No final das contas, nada de me ajudarem. Dois deles ali parados mais o delegado. Grito “assalto em Salto” e em um salto só eu passo por cima do balcão e recupero a bolsa. Quero colocar meu telefone no seu devido lugar que é no meu escutador ou no meu bolso. Isso aqui minha querida, velha sacana, safada e pervertida, é para EU falar e alguém escutar.

Pulei mesmo, peguei a bolsa e corri. Os guardas até entenderam, seguraram a moça e eu consegui fugir. Logo mais, daqui a pouco, eu volto a dormir.


sexta-feira, 5 de outubro de 2012

PARA CELEBRAR

Dizem que os fins justificam os meios. No meu ponto de vista, os fins podem apagar um pouco do brilhantismo do caminho. A minha preferência é por separar o começo, o meio e o fim. Coisas segmentadas servem para facilitar o pensamento e a digestão. Se o problema é difícil, que o dividamos em várias partes para comê-las uma por vez.

Dona Anna impregnou na minha memória histórias incríveis em todas as tardes que voltava da escola e deitava minha cabeça em seu colo. Ela coçava minhas costas. Com unhas pequenas, mas com movimentos graciosos.

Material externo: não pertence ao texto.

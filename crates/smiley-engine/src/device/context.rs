use wgpu::SurfaceError;
use winit::dpi::PhysicalSize;
use winit::window::Window;

use crate::render::RenderError;

use super::{GpuFrame, GpuInit, SurfaceErrorAction};
use super::surface;

/// Frames the CPU may queue ahead of the display.
const FRAME_LATENCY: u32 = 2;

/// Owns wgpu core objects and the surface configuration.
///
/// This type is the low-level rendering context:
/// - creates and stores Instance/Adapter/Device/Queue
/// - creates and configures the Surface (swapchain)
/// - acquires frames and provides an encoder + view for rendering
pub struct Gpu<'w> {
    /// Surface bound to the window.
    surface: wgpu::Surface<'w>,

    /// Logical device.
    device: wgpu::Device,

    /// Command queue.
    queue: wgpu::Queue,

    /// Active surface configuration.
    config: wgpu::SurfaceConfiguration,

    /// Current drawable size in physical pixels.
    size: PhysicalSize<u32>,
}

impl<'w> Gpu<'w> {
    /// Creates a GPU context bound to a window.
    ///
    /// Every failure here is reported as [`RenderError::RenderContextUnavailable`].
    pub async fn new(window: &'w Window, init: GpuInit) -> Result<Self, RenderError> {
        let unavailable = |what: &str, e: &dyn std::fmt::Display| {
            RenderError::RenderContextUnavailable(format!("{what}: {e}"))
        };

        let size = window.inner_size();
        if size.width == 0 || size.height == 0 {
            return Err(RenderError::RenderContextUnavailable("window has zero size".into()));
        }

        let GpuInit { prefer_srgb, present_mode } = init;

        let instance = wgpu::Instance::new(&wgpu::InstanceDescriptor {
            backends: wgpu::Backends::all(),
            ..Default::default()
        });

        let surface = instance
            .create_surface(window)
            .map_err(|e| unavailable("failed to create wgpu surface", &e))?;

        let adapter = instance
            .request_adapter(&wgpu::RequestAdapterOptions {
                power_preference: wgpu::PowerPreference::HighPerformance,
                compatible_surface: Some(&surface),
                force_fallback_adapter: false,
            })
            .await
            .map_err(|e| unavailable("failed to find a suitable GPU adapter", &e))?;

        let adapter_info = adapter.get_info();
        log::info!("using adapter {} ({:?})", adapter_info.name, adapter_info.backend);

        let (device, queue) = adapter
            .request_device(&wgpu::DeviceDescriptor {
                label: Some("smiley-engine device"),
                required_features: wgpu::Features::empty(),
                required_limits: wgpu::Limits::default(),
                experimental_features: wgpu::ExperimentalFeatures::disabled(),
                memory_hints: wgpu::MemoryHints::Performance,
                trace: wgpu::Trace::Off,
            })
            .await
            .map_err(|e| unavailable("failed to create wgpu device/queue", &e))?;

        let surface_caps = surface.get_capabilities(&adapter);
        let format = surface::choose_surface_format(&surface_caps, prefer_srgb).ok_or_else(|| {
            RenderError::RenderContextUnavailable("no supported surface formats".into())
        })?;
        log::info!("surface format {:?}", format);

        let alpha_mode = surface::choose_alpha_mode(&surface_caps);

        let config = wgpu::SurfaceConfiguration {
            usage: wgpu::TextureUsages::RENDER_ATTACHMENT,
            format,
            width: size.width.max(1),
            height: size.height.max(1),
            present_mode,
            alpha_mode,
            view_formats: vec![],
            desired_maximum_frame_latency: FRAME_LATENCY,
        };

        surface.configure(&device, &config);

        Ok(Self {
            surface,
            device,
            queue,
            config,
            size,
        })
    }

    /// Returns the active surface format.
    pub fn surface_format(&self) -> wgpu::TextureFormat {
        self.config.format
    }

    /// Returns the current drawable size (physical pixels).
    pub fn size(&self) -> PhysicalSize<u32> {
        self.size
    }

    /// Returns a reference to the logical device.
    pub fn device(&self) -> &wgpu::Device {
        &self.device
    }

    /// Returns a reference to the command queue.
    pub fn queue(&self) -> &wgpu::Queue {
        &self.queue
    }

    /// Reconfigures the surface after a resize.
    pub fn resize(&mut self, new_size: PhysicalSize<u32>) {
        surface::apply_resize(
            &self.surface,
            &self.device,
            &mut self.config,
            &mut self.size,
            new_size,
        );
    }

    /// Acquires the next surface texture and creates an encoder.
    pub fn begin_frame(&self) -> std::result::Result<GpuFrame, SurfaceError> {
        let surface_texture = self.surface.get_current_texture()?;
        let view = surface_texture
            .texture
            .create_view(&wgpu::TextureViewDescriptor::default());

        let encoder = self
            .device
            .create_command_encoder(&wgpu::CommandEncoderDescriptor {
                label: Some("smiley frame encoder"),
            });

        Ok(GpuFrame {
            surface_texture,
            view,
            encoder,
        })
    }

    /// Submits the recorded commands for the given frame.
    ///
    /// The surface texture is presented right after submission.
    pub fn submit(&self, frame: GpuFrame) {
        self.queue.submit(std::iter::once(frame.encoder.finish()));
        drop(frame.view);
        frame.surface_texture.present();
    }

    /// Converts a `SurfaceError` into a higher-level action.
    pub fn handle_surface_error(&mut self, err: SurfaceError) -> SurfaceErrorAction {
        surface::map_surface_error(&self.surface, &self.device, &self.config, self.size, err)
    }
}
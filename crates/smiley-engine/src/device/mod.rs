//! wgpu device, queue and window surface.
//!
//! `Gpu` is created once per window by the runtime. Any failure while
//! bringing it up is reported as `RenderError::RenderContextUnavailable`.

mod context;
mod frame;
mod init;
mod surface;

pub use context::Gpu;
pub use frame::{GpuFrame, SurfaceErrorAction};
pub use init::GpuInit;
/// One acquired swapchain image plus the encoder recording into it.
///
/// Hand it back through `Gpu::submit` within the same redraw; the next image
/// cannot be acquired while this one is held.
pub struct GpuFrame {
    pub surface_texture: wgpu::SurfaceTexture,
    pub view: wgpu::TextureView,
    pub encoder: wgpu::CommandEncoder,
}

/// What the frame loop does after `get_current_texture` fails.
#[derive(Debug, Copy, Clone, Eq, PartialEq)]
pub enum SurfaceErrorAction {
    /// Surface reconfigured; draw again next frame.
    Reconfigured,
    /// Skip this frame.
    SkipFrame,
    /// Out of memory or unknown; stop the app.
    Fatal,
}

Ela chegou bem navegada, fugindo da Europa, como milhares iguais a ela. A guerra arrasou sua consciência e marcou sua existência por inteiro. A vida é mesmo um campo de concentração. Quando você menos espera, o gás entra pela fechadura, você fecha os olhos e dorme para acordar no outro dia e fazer coisas sempre parecidas.

Esta senhora veio ao Brasil com a esperança de viver melhor, pois onde estava as batalhas batiam na porta a qualquer hora. Na realidade, era a morte que sempre atormentava. Explosões estouravam do lado de fora, bem próximas. Eu enxerguei as bombas que ela viu nas histórias que eu ouvi. Eu senti do meu jeito a febre tifóide que ela acometeu, os ratos que comiam restos e que acabavam sendo comidos por gente que também comia baratas.

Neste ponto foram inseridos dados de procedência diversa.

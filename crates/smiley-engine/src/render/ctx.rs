use crate::coords::Viewport;

/// Everything a renderer needs for one frame besides the target.
pub struct RenderCtx<'a> {
    pub device: &'a wgpu::Device,
    pub queue: &'a wgpu::Queue,
    /// Format the pipeline's color target must match.
    pub surface_format: wgpu::TextureFormat,
    /// Canvas size in logical pixels; uploaded as the `resolution` uniform.
    pub viewport: Viewport,
}

impl<'a> RenderCtx<'a> {
    pub fn new(
        device: &'a wgpu::Device,
        queue: &'a wgpu::Queue,
        surface_format: wgpu::TextureFormat,
        viewport: Viewport,
    ) -> Self {
        Self { device, queue, surface_format, viewport }
    }
}

/// Encoder and swapchain view for the frame being recorded.
pub struct RenderTarget<'a> {
    pub encoder: &'a mut wgpu::CommandEncoder,
    pub color_view: &'a wgpu::TextureView,
}

impl<'a> RenderTarget<'a> {
    pub fn new(encoder: &'a mut wgpu::CommandEncoder, color_view: &'a wgpu::TextureView) -> Self {
        Self { encoder, color_view }
    }
}
use std::fmt;

/// Invalid parameters passed to a mesh generator.
#[derive(Debug, Copy, Clone, Eq, PartialEq)]
pub enum GeometryError {
    /// A polygon fan needs at least three rim vertices.
    TooFewSides(u32),
    /// Rim indices must fit in `u16`.
    TooManySides(u32),
}

impl fmt::Display for GeometryError {
    fn fmt(&self, f: &mut fmt::Formatter<'_>) -> fmt::Result {
        match self {
            GeometryError::TooFewSides(n) => {
                write!(f, "polygon needs at least 3 sides, got {n}")
            }
            GeometryError::TooManySides(n) => {
                write!(f, "polygon supports at most {} sides, got {n}", super::MAX_SIDES)
            }
        }
    }
}

impl std::error::Error for GeometryError {}
//! 2D affine math in homogeneous coordinates.
//!
//! Layout convention:
//! - `Matrix3` stores nine elements in the order they are uploaded to the
//!   vertex shader's `mat3` (the shader reads them column by column).
//! - Translation lives at indices 6 and 7.
//! - `Matrix3::multiply(a, b)` yields the matrix that applies `b` first and
//!   `a` second to a point, so chains are built as `acc = multiply(next, acc)`.

mod error;
mod matrix3;
mod vector2;

pub use error::MathError;
pub use matrix3::{multiply_slices, Matrix3};
pub use vector2::Vector2;

use std::fmt::Debug;

/// Element-wise comparison within an absolute tolerance.
pub trait ApproxEq {
    fn approx_eq(&self, other: &Self, tol: f32) -> bool;
}

/// Panics with both operands printed when `left` and `right` differ by more than `tol`.
pub fn assert_approx_eq<T: ApproxEq + Debug>(left: &T, right: &T, tol: f32) {
    if !left.approx_eq(right, tol) {
        panic!(
            "assertion failed: `(left ≈ right)`\n  left: `{:?}`\n right: `{:?}`\n   tol: `{}`",
            left, right, tol
        );
    }
}
use core::ops::Mul;

use super::{ApproxEq, MathError, Vector2};

/// 3×3 homogeneous transform for 2D points.
///
/// `elements` is the flat nine-float array handed to the shader. Read as rows
/// of three, translation sits on the last row:
///
/// ```text
/// [ e0 e1 e2 ]     scale        translation     rotation
/// [ e3 e4 e5 ]     sx  0  0     1  0  0          c  s  0
/// [ e6 e7 e8 ]     0  sy  0     0  1  0         -s  c  0
///                  0   0  1     tx ty 1          0  0  1
/// ```
#[derive(Copy, Clone, Debug, PartialEq)]
pub struct Matrix3 {
    pub elements: [f32; 9],
}

impl Matrix3 {
    pub const IDENTITY: Matrix3 = Matrix3 {
        elements: [
            1.0, 0.0, 0.0,
            0.0, 1.0, 0.0,
            0.0, 0.0, 1.0,
        ],
    };

    #[inline]
    pub const fn new(elements: [f32; 9]) -> Self {
        Self { elements }
    }

    #[inline]
    pub const fn identity() -> Self {
        Self::IDENTITY
    }

    /// Builds a matrix from exactly nine elements.
    pub fn from_slice(v: &[f32]) -> Result<Self, MathError> {
        let elements: [f32; 9] = v
            .try_into()
            .map_err(|_| MathError::InvalidDimension { expected: 9, actual: v.len() })?;
        Ok(Self { elements })
    }

    pub fn scale(v: Vector2) -> Self {
        Self::new([
            v.x, 0.0, 0.0,
            0.0, v.y, 0.0,
            0.0, 0.0, 1.0,
        ])
    }

    pub fn translation(v: Vector2) -> Self {
        Self::new([
            1.0, 0.0, 0.0,
            0.0, 1.0, 0.0,
            v.x, v.y, 1.0,
        ])
    }

    /// Rotation by `angle_radians`, counter-clockwise in a y-up frame.
    pub fn rotation(angle_radians: f32) -> Self {
        let c = angle_radians.cos();
        let s = angle_radians.sin();

        Self::new([
            c,   s,   0.0,
            -s,  c,   0.0,
            0.0, 0.0, 1.0,
        ])
    }

    /// Composes two transforms: the result applies `b` first, then `a`.
    ///
    /// Element-wise, `out[r*3+c] = Σk b[r*3+k] * a[k*3+c]`.
    pub fn multiply(a: &Matrix3, b: &Matrix3) -> Matrix3 {
        let ae = &a.elements;
        let be = &b.elements;

        let (a00, a01, a02) = (ae[0], ae[1], ae[2]);
        let (a10, a11, a12) = (ae[3], ae[4], ae[5]);
        let (a20, a21, a22) = (ae[6], ae[7], ae[8]);

        let (b00, b01, b02) = (be[0], be[1], be[2]);
        let (b10, b11, b12) = (be[3], be[4], be[5]);
        let (b20, b21, b22) = (be[6], be[7], be[8]);

        Matrix3::new([
            a00 * b00 + a10 * b01 + a20 * b02,
            a01 * b00 + a11 * b01 + a21 * b02,
            a02 * b00 + a12 * b01 + a22 * b02,

            a00 * b10 + a10 * b11 + a20 * b12,
            a01 * b10 + a11 * b11 + a21 * b12,
            a02 * b10 + a12 * b11 + a22 * b12,

            a00 * b20 + a10 * b21 + a20 * b22,
            a01 * b20 + a11 * b21 + a21 * b22,
            a02 * b20 + a12 * b21 + a22 * b22,
        ])
    }

    /// Applies the transform to the point `(p.x, p.y, 1)` the same way the
    /// vertex shader does.
    pub fn transform_point(&self, p: Vector2) -> Vector2 {
        let e = &self.elements;
        Vector2::new(
            e[0] * p.x + e[3] * p.y + e[6],
            e[1] * p.x + e[4] * p.y + e[7],
        )
    }

    /// WGSL `mat3x3<f32>` upload form: three 3-vectors each padded to 16 bytes.
    pub fn to_padded_columns(&self) -> [[f32; 4]; 3] {
        let e = &self.elements;

        [
            [e[0], e[1], e[2], 0.0],
            [e[3], e[4], e[5], 0.0],
            [e[6], e[7], e[8], 0.0],
        ]
    }
}

impl Default for Matrix3 {
    fn default() -> Self {
        Self::IDENTITY
    }
}

impl Mul for Matrix3 {
    type Output = Matrix3;
    #[inline]
    fn mul(self, rhs: Matrix3) -> Matrix3 {
        Matrix3::multiply(&self, &rhs)
    }
}

impl ApproxEq for Matrix3 {
    fn approx_eq(&self, other: &Self, tol: f32) -> bool {
        self.elements
            .iter()
            .zip(other.elements.iter())
            .all(|(a, b)| (a - b).abs() <= tol)
    }
}

/// Dimension-checked multiply over raw element slices.
///
/// Fails with [`MathError::InvalidDimension`] unless both inputs have nine elements.
pub fn multiply_slices(a: &[f32], b: &[f32]) -> Result<Matrix3, MathError> {
    let a = Matrix3::from_slice(a)?;
    let b = Matrix3::from_slice(b)?;
    Ok(Matrix3::multiply(&a, &b))
}
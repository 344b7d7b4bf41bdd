use bytemuck::{Pod, Zeroable};

/// Vertex layout (24 bytes):
///
///  offset  0  position [f32; 2]
///  offset  8  color    [f32; 4]
#[repr(C)]
#[derive(Debug, Copy, Clone, PartialEq, Pod, Zeroable)]
pub struct Vertex {
    pub position: [f32; 2],
    pub color: [f32; 4],
}

impl Vertex {
    #[inline]
    pub const fn new(position: [f32; 2], color: [f32; 4]) -> Self {
        Self { position, color }
    }
}

/// Indexed triangle list, three indices per triangle.
#[derive(Debug, Clone, Default, PartialEq)]
pub struct Mesh {
    pub vertices: Vec<Vertex>,
    pub indices: Vec<u16>,
}

impl Mesh {
    #[inline]
    pub fn new() -> Self {
        Self::default()
    }

    #[inline]
    pub fn is_empty(&self) -> bool {
        self.indices.is_empty()
    }

    #[inline]
    pub fn triangle_count(&self) -> usize {
        self.indices.len() / 3
    }

    /// Iterates triangles as vertex-position triples.
    pub fn triangles(&self) -> impl Iterator<Item = [[f32; 2]; 3]> + '_ {
        self.indices.chunks_exact(3).map(|t| {
            [
                self.vertices[t[0] as usize].position,
                self.vertices[t[1] as usize].position,
                self.vertices[t[2] as usize].position,
            ]
        })
    }
}

/// Twice the signed area of a triangle; positive when counter-clockwise in a y-up frame.
pub(crate) fn signed_area2(t: [[f32; 2]; 3]) -> f32 {
    let [a, b, c] = t;
    (b[0] - a[0]) * (c[1] - a[1]) - (c[0] - a[0]) * (b[1] - a[1])
}
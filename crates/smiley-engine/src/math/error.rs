use std::fmt;

/// Error raised by the slice-based math entry points.
#[derive(Debug, Copy, Clone, Eq, PartialEq)]
pub enum MathError {
    /// Input had the wrong number of elements.
    InvalidDimension { expected: usize, actual: usize },
}

impl fmt::Display for MathError {
    fn fmt(&self, f: &mut fmt::Formatter<'_>) -> fmt::Result {
        match self {
            MathError::InvalidDimension { expected, actual } => write!(
                f,
                "invalid dimension: expected {expected} elements, got {actual}"
            ),
        }
    }
}

impl std::error::Error for MathError {}
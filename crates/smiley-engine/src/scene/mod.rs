//! Scene graph for the face: drawables plus per-frame transform resolution.
//!
//! Responsibilities:
//! - own every drawable's transform state behind setters
//! - designate the border (source of scale/position/rotation) and the pivot
//!   (rotation anchor)
//! - recompute each drawable's composite matrix from scratch every frame
//!
//! Threading: a `Scene` lives on the event-loop thread. Control edits and the
//! frame composer both run there, between frames, so there is no locking.

mod error;
mod graph;
mod object;

pub use error::SceneError;
pub use graph::{ResolvedDraw, Scene};
pub use object::{Object2D, ObjectId};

Lembro até hoje do cheiro de alfazema ou perfume de vó ao entrar em seu quarto. Do seu cantinho religioso, pois assim era ela, funcionária da igreja, fazia hóstia, cantava no coral e ainda tinha paciência para fazer linha dura comigo e com todos os seus.

Foi casada com um Senhor que eu nunca vi e não sei se verei. Sei que um dia de sua vida ele levara um coice no nariz quando era jovem, mas morreu mesmo foi de câncer. Doença dessas antigas e de tormentos atuais. Acredito que tenha sido a vodka. Russos tomam vodka como tomam chá, nunca vi!

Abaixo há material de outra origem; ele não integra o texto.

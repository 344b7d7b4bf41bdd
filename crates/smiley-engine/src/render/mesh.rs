use bytemuck::{Pod, Zeroable};
use wgpu::util::DeviceExt;

use crate::coords::{ColorRgba, Viewport};
use crate::geometry::{Mesh, Vertex};
use crate::math::Matrix3;
use crate::render::{RenderCtx, RenderError, RenderTarget};
use crate::scene::{ResolvedDraw, Scene};

const MESH_WGSL: &str = include_str!("shaders/mesh.wgsl");

/// Renderer for the drawables of a `Scene`.
///
/// Geometry is uploaded once per drawable; the uniform bundle is rewritten
/// every frame from the freshly resolved transforms.
#[derive(Default)]
pub struct MeshRenderer {
    pipeline_format: Option<wgpu::TextureFormat>,
    pipeline: Option<wgpu::RenderPipeline>,
    bind_group_layout: Option<wgpu::BindGroupLayout>,

    meshes: Vec<GpuMesh>,
}

/// GPU-resident state of one drawable.
struct GpuMesh {
    vbo: wgpu::Buffer,
    ibo: wgpu::Buffer,
    index_count: u32,
    ubo: wgpu::Buffer,
    bind_group: wgpu::BindGroup,
}

impl MeshRenderer {
    pub fn new() -> Self {
        Self::default()
    }

    /// Builds the pipeline (on first use or after a surface format change)
    /// and uploads meshes for any drawables that have none yet.
    pub fn prepare(&mut self, ctx: &RenderCtx<'_>, scene: &Scene) -> Result<(), RenderError> {
        self.ensure_pipeline(ctx)?;
        self.ensure_meshes(ctx, scene);
        Ok(())
    }

    /// Draws `draws` in order into `target`.
    ///
    /// `prepare` must have been called for the scene the draws were resolved from.
    pub fn render(
        &mut self,
        ctx: &RenderCtx<'_>,
        target: &mut RenderTarget<'_>,
        draws: &[ResolvedDraw],
    ) {
        let Some(pipeline) = self.pipeline.as_ref() else { return };

        for d in draws {
            let Some(mesh) = self.meshes.get(d.index) else { continue };
            let uniform = DrawUniform::new(&d.transform, ctx.viewport, d.color);
            ctx.queue.write_buffer(&mesh.ubo, 0, bytemuck::bytes_of(&uniform));
        }

        let mut rpass = target.encoder.begin_render_pass(&wgpu::RenderPassDescriptor {
            label: Some("smiley mesh pass"),
            color_attachments: &[Some(wgpu::RenderPassColorAttachment {
                view: target.color_view,
                resolve_target: None,
                ops: wgpu::Operations {
                    load: wgpu::LoadOp::Load,
                    store: wgpu::StoreOp::Store,
                },
                depth_slice: None,
            })],
            depth_stencil_attachment: None,
            timestamp_writes: None,
            occlusion_query_set: None,
            multiview_mask: None,
        });

        rpass.set_pipeline(pipeline);

        for d in draws {
            let Some(mesh) = self.meshes.get(d.index) else { continue };
            if mesh.index_count == 0 {
                continue;
            }
            rpass.set_bind_group(0, &mesh.bind_group, &[]);
            rpass.set_vertex_buffer(0, mesh.vbo.slice(..));
            rpass.set_index_buffer(mesh.ibo.slice(..), wgpu::IndexFormat::Uint16);
            rpass.draw_indexed(0..mesh.index_count, 0, 0..1);
        }
    }

    // ── private helpers ────────────────────────────────────────────────────

    fn ensure_pipeline(&mut self, ctx: &RenderCtx<'_>) -> Result<(), RenderError> {
        if self.pipeline_format == Some(ctx.surface_format) && self.pipeline.is_some() {
            return Ok(());
        }

        let shader = compile_shader(ctx.device, "smiley mesh shader", MESH_WGSL)?;

        let bind_group_layout =
            ctx.device.create_bind_group_layout(&wgpu::BindGroupLayoutDescriptor {
                label: Some("smiley mesh bgl"),
                entries: &[wgpu::BindGroupLayoutEntry {
                    binding: 0,
                    visibility: wgpu::ShaderStages::VERTEX_FRAGMENT,
                    ty: wgpu::BindingType::Buffer {
                        ty: wgpu::BufferBindingType::Uniform,
                        has_dynamic_offset: false,
                        min_binding_size: Some(uniform_min_binding_size()),
                    },
                    count: None,
                }],
            });

        let pipeline_layout =
            ctx.device.create_pipeline_layout(&wgpu::PipelineLayoutDescriptor {
                label: Some("smiley mesh pipeline layout"),
                bind_group_layouts: &[&bind_group_layout],
                immediate_size: 0,
            });

        let pipeline = ctx.device.create_render_pipeline(&wgpu::RenderPipelineDescriptor {
            label: Some("smiley mesh pipeline"),
            layout: Some(&pipeline_layout),
            vertex: wgpu::VertexState {
                module: &shader,
                entry_point: Some("vs_main"),
                compilation_options: Default::default(),
                buffers: &[vertex_layout()],
            },
            fragment: Some(wgpu::FragmentState {
                module: &shader,
                entry_point: Some("fs_main"),
                compilation_options: Default::default(),
                targets: &[Some(wgpu::ColorTargetState {
                    format: ctx.surface_format,
                    blend: Some(wgpu::BlendState::ALPHA_BLENDING),
                    write_mask: wgpu::ColorWrites::ALL,
                })],
            }),
            // Negative scales mirror the winding, so nothing is culled.
            primitive: wgpu::PrimitiveState {
                topology: wgpu::PrimitiveTopology::TriangleList,
                strip_index_format: None,
                front_face: wgpu::FrontFace::Ccw,
                cull_mode: None,
                polygon_mode: wgpu::PolygonMode::Fill,
                unclipped_depth: false,
                conservative: false,
            },
            depth_stencil: None,
            multisample: wgpu::MultisampleState::default(),
            multiview_mask: None,
            cache: None,
        });

        log::debug!("mesh pipeline built for {:?}", ctx.surface_format);

        self.pipeline_format = Some(ctx.surface_format);
        self.pipeline = Some(pipeline);
        self.bind_group_layout = Some(bind_group_layout);
        // Bind groups reference the old layout.
        self.meshes.clear();
        Ok(())
    }

    fn ensure_meshes(&mut self, ctx: &RenderCtx<'_>, scene: &Scene) {
        if self.meshes.len() == scene.len() {
            return;
        }
        let Some(bgl) = self.bind_group_layout.as_ref() else { return };

        self.meshes = scene
            .iter()
            .map(|o| upload_mesh(ctx, bgl, o.id().0, o.mesh()))
            .collect();

        log::info!("uploaded {} meshes", self.meshes.len());
    }
}

fn upload_mesh(ctx: &RenderCtx<'_>, bgl: &wgpu::BindGroupLayout, name: &str, mesh: &Mesh) -> GpuMesh {
    // Zero-sized buffers are invalid; an empty mesh gets one placeholder element.
    const EMPTY_VERTICES: [Vertex; 1] = [Vertex::new([0.0; 2], [0.0; 4])];
    const EMPTY_INDICES: [u16; 2] = [0, 0];

    let vertices: &[Vertex] = if mesh.vertices.is_empty() { &EMPTY_VERTICES } else { &mesh.vertices };
    let indices: &[u16] = if mesh.indices.is_empty() { &EMPTY_INDICES } else { &mesh.indices };

    let vbo = ctx.device.create_buffer_init(&wgpu::util::BufferInitDescriptor {
        label: Some(&format!("smiley {name} vbo")),
        contents: bytemuck::cast_slice(vertices),
        usage: wgpu::BufferUsages::VERTEX,
    });

    // Index buffers must be a multiple of 4 bytes.
    let mut padded: Vec<u16> = indices.to_vec();
    if padded.len() % 2 == 1 {
        padded.push(0);
    }
    let ibo = ctx.device.create_buffer_init(&wgpu::util::BufferInitDescriptor {
        label: Some(&format!("smiley {name} ibo")),
        contents: bytemuck::cast_slice(&padded),
        usage: wgpu::BufferUsages::INDEX,
    });

    let ubo = ctx.device.create_buffer(&wgpu::BufferDescriptor {
        label: Some(&format!("smiley {name} ubo")),
        size: std::mem::size_of::<DrawUniform>() as u64,
        usage: wgpu::BufferUsages::UNIFORM | wgpu::BufferUsages::COPY_DST,
        mapped_at_creation: false,
    });

    let bind_group = ctx.device.create_bind_group(&wgpu::BindGroupDescriptor {
        label: Some(&format!("smiley {name} bind group")),
        layout: bgl,
        entries: &[wgpu::BindGroupEntry {
            binding: 0,
            resource: ubo.as_entire_binding(),
        }],
    });

    GpuMesh {
        vbo,
        ibo,
        index_count: mesh.indices.len() as u32,
        ubo,
        bind_group,
    }
}

/// Creates a WGSL module, failing with [`RenderError::ShaderCompilationFailed`]
/// when the source does not validate.
///
/// Validation errors are caught in an error scope so they never reach the
/// device's uncaptured-error handler. Compilation messages supply the detail.
fn compile_shader(
    device: &wgpu::Device,
    label: &str,
    source: &str,
) -> Result<wgpu::ShaderModule, RenderError> {
    let scope = device.push_error_scope(wgpu::ErrorFilter::Validation);
    let shader = device.create_shader_module(wgpu::ShaderModuleDescriptor {
        label: Some(label),
        source: wgpu::ShaderSource::Wgsl(source.into()),
    });
    let scope_error = pollster::block_on(scope.pop());

    let info = pollster::block_on(shader.get_compilation_info());

    let mut errors = Vec::new();
    for m in &info.messages {
        match m.message_type {
            wgpu::CompilationMessageType::Error => errors.push(match &m.location {
                Some(loc) => format!("{}:{}: {}", loc.line_number, loc.line_position, m.message),
                None => m.message.clone(),
            }),
            wgpu::CompilationMessageType::Warning => log::warn!("{label}: {}", m.message),
            wgpu::CompilationMessageType::Info => log::debug!("{label}: {}", m.message),
        }
    }

    match scope_error {
        Some(err) if errors.is_empty() => Err(RenderError::ShaderCompilationFailed(err.to_string())),
        Some(_) => Err(RenderError::ShaderCompilationFailed(errors.join("\n"))),
        None if !errors.is_empty() => Err(RenderError::ShaderCompilationFailed(errors.join("\n"))),
        None => Ok(shader),
    }
}

fn vertex_layout() -> wgpu::VertexBufferLayout<'static> {
    const ATTRS: [wgpu::VertexAttribute; 2] = wgpu::vertex_attr_array![
        0 => Float32x2, // position
        1 => Float32x4  // color
    ];

    wgpu::VertexBufferLayout {
        array_stride: std::mem::size_of::<Vertex>() as u64,
        step_mode: wgpu::VertexStepMode::Vertex,
        attributes: &ATTRS,
    }
}

fn uniform_min_binding_size() -> std::num::NonZeroU64 {
    std::num::NonZeroU64::new(std::mem::size_of::<DrawUniform>() as u64)
        .expect("DrawUniform has non-zero size by construction")
}

// ── GPU types ─────────────────────────────────────────────────────────────

/// Per-draw uniform layout (80 bytes):
///
///  offset  0  transform  mat3x3<f32>  (three 16-byte columns)
///  offset 48  resolution vec2<f32>
///  offset 56  _pad
///  offset 64  color      vec4<f32>
#[repr(C)]
#[derive(Debug, Copy, Clone, PartialEq, Pod, Zeroable)]
pub struct DrawUniform {
    pub transform: [[f32; 4]; 3],
    pub resolution: [f32; 2],
    pub _pad: [f32; 2],
    pub color: [f32; 4],
}

impl DrawUniform {
    pub fn new(transform: &Matrix3, viewport: Viewport, color: ColorRgba) -> Self {
        Self {
            transform: transform.to_padded_columns(),
            resolution: [viewport.width.max(1.0), viewport.height.max(1.0)],
            _pad: [0.0; 2],
            color: color.to_array(),
        }
    }
}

Ela chegou ao Brasil muito nova e já com duas filhas. Dona Anna era minha protetora. Servia de escudo para eu fazer pirraça contra meus irmãos. Juro que na base da inocência. Mal sabia eu que isso marcaria a vida dos meus irmãos para sempre. Quando me lembro, porque já me esqueci, me pergunto por que a vida tem dessas. De tirar e por pessoas da existência, brincar com o que achamos certo ou errado e passar tempo cheio de questionamentos sem respostas.

Por essas e outras que Dona Anna me ensinou que a vida é assim. Pintar ovos na páscoa para que ela seja celebrada, misturando mistério em jogo de esconde-esconde no jardim. Ela foi uma senhora bem caricata. Com óculos grandes, dentes da frente bem separados, bochechas caídas, verruga no centro da testa e lenço na cabeça. Era também muito vaidosa, para qualquer foto, tirava seus óculos.

Simpática, morreu de dificuldades provocadas pelo Alzheimer, doença antiga com preocupação corrente e que a deixou sem voz até na alma. Teve seus três dias de luto para poder visitar todos os cantos dos céus e entes queridos, antes de ir embora em paz.